‘Cura gay’: o que de fato disse o juiz que causou uma onda de indignação

Juiz Waldemar Cláudio de Carvalho abre brecha para que psicólogos ofereçam tratamento

Uma Polêmica decisão Judicial causou nesta segunda-feira uma onda de indignação — e de memes — nas redes sociais. No último dia 15, o juiz Waldemar Cláudio de Carvalho, da 14ª Vara do Distrito Federal, concedeu uma liminar que, na prática, torna legalmente possível que psicólogos ofereçam pseudoterapias de reversão sexual, popularmente chamadas de cura gay.

Não foram poucos os que, em protesto, acusaram o magistrado de ser homofóbico e de ter dito que a homossexualidade é doença. Na verdade, Carvalho não chega a defender explicitamente a cura gay e nem derruba uma resolução do Conselho Federal de Psicologia (CFP) que, desde março de 1999, proíbe sua prática. Ele inclusive deixa claro em seu texto que, ao analisar o caso, adotou como premissa o posicionamento da Organização Mundial da Saúde de que “a homossexualidade constitui uma variação natural da sexualidade humana, não podendo ser, portanto, considerada como condição patológica”

(Leia a Decisão)

Entretanto, o juiz contraditoriamente determina que o órgão altere a interpretação de suas normas de forma a não impedir os profissionais “de promoverem estudos ou atendimento profissional, de forma reservada, pertinente à (re)orientação sexual, garantindo-lhes, assim, a plena liberdade científica acerca da matéria, sem qualquer censura ou necessidade de licença prévia”.

As regras que o magistrado faz referência estão na Resolução 01/99 do Conselho Federal de Psicologia, que determina que “os psicólogos não exercerão qualquer ação que favoreça a patologização de comportamentos ou práticas homoeróticas, nem adotarão ação coercitiva tendente a orientar homossexuais para tratamentos não solicitados”. Também pede, entre outros pontos, que os profissionais contribuam “para uma reflexão sobre o preconceito e o desaparecimento de discriminações e estigmatizações contra aqueles que apresentam comportamentos ou práticas homoeróticas”.

Para o juiz Carvalho, tais normas “não ofendem os princípios maiores da Constituição”. Mas, “se mal interpretados”, podem resultar em que se considere “vedado ao psicólogo realizar qualquer estudo ou atendimento relacionados à orientação ou reorientação sexual”, uma vez que a Constituição “garante a liberdade científica bem como a plena realização da dignidade da pessoa humana, inclusive sob o aspecto da sexualidade”. Assim, ele não chega a anular a resolução, mas determina que os profissionais possam “estudar ou atender àqueles que voluntariamente venham em busca de orientação acerca de sua sexualidade, sem qualquer forma de censura, preconceito ou discriminação”.

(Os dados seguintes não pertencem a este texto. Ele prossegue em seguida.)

//! # RustUartShell
//!
//! Interactive serial console for lab boards: line editing with cursor
//! movement, a fixed-depth command history, and a small command set for
//! runtime parameters.
//!
//! ## Architecture
//!
//! Bytes flow through lock-free SPSC queues; no callbacks, no mutexes:
//! - RX interrupt pushes into the RX [`ByteQueue`] (via [`hal::RxChannel`])
//! - Main loop feeds the [`console::Console`], which echoes into the TX queue
//! - Committed lines go to the [`console::Interpreter`]
//! - Each context logs into its own [`LogStream`], drained by the main loop

#![cfg_attr(not(test), no_std)]

pub mod byte_queue;
pub mod config;
pub mod console;
pub mod fault;
pub mod hal;
pub mod log_globals;
pub mod logging;
pub mod uart_logger;

pub use byte_queue::{ByteQueue, RX_QUEUE_SIZE, TX_QUEUE_SIZE};
pub use config::CONFIG;
pub use fault::{FaultCode, FaultState};
pub use log_globals::{CONSOLE_LOG_STREAM, RX_LOG_STREAM};
pub use logging::LogStream;
pub use uart_logger::LogDrain;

O que diz o contexto histórico do processo

A liminar concedida por Carvalho atende, de forma parcial, a uma ação movida contra o CFP por Rozangela Alves Justino, que pedia a suspensão das regras do órgão. Psicóloga de formação e missionária, como define em seu blog, seu registro profissional foi cassado em 2009 porque ela oferecia pseudoterapias para curar a homossexualidade masculina e feminina. Naquele ano, às vésperas de seu julgamento, ela chegou a dizer que pessoas têm atração pelo mesmo sexo “porque foram abusadas na infância e na adolescência e sentiram prazer nisso”. Também afirmou que “o movimento pró-homossexualismo tem feito alianças com conselhos de psicologia e quer implantar a ditadura gay no país”. Por fim admitiu: “Tenho minha experiência religiosa que eu não nego. Tudo que faço fora do consultório é permeado pelo religioso. Sinto-me direcionada por Deus para ajudar as pessoas que estão homossexuais”.

Em nota, o CFP diz que vai recorrer da decisão e argumenta que “o que está em jogo é o enfraquecimento da Resolução 01/99 pela disputa de sua interpretação, já que até agora outras tentativas de sustar a norma, inclusive por meio de lei federal, não obtiveram sucesso”. O órgão ainda acrescenta que o “Judiciário se equivoca ao desconsiderar a diretriz ética que embasa a resolução, que é reconhecer como legítimas as orientações sexuais não heteronormativas, sem as criminalizar ou patologizar”.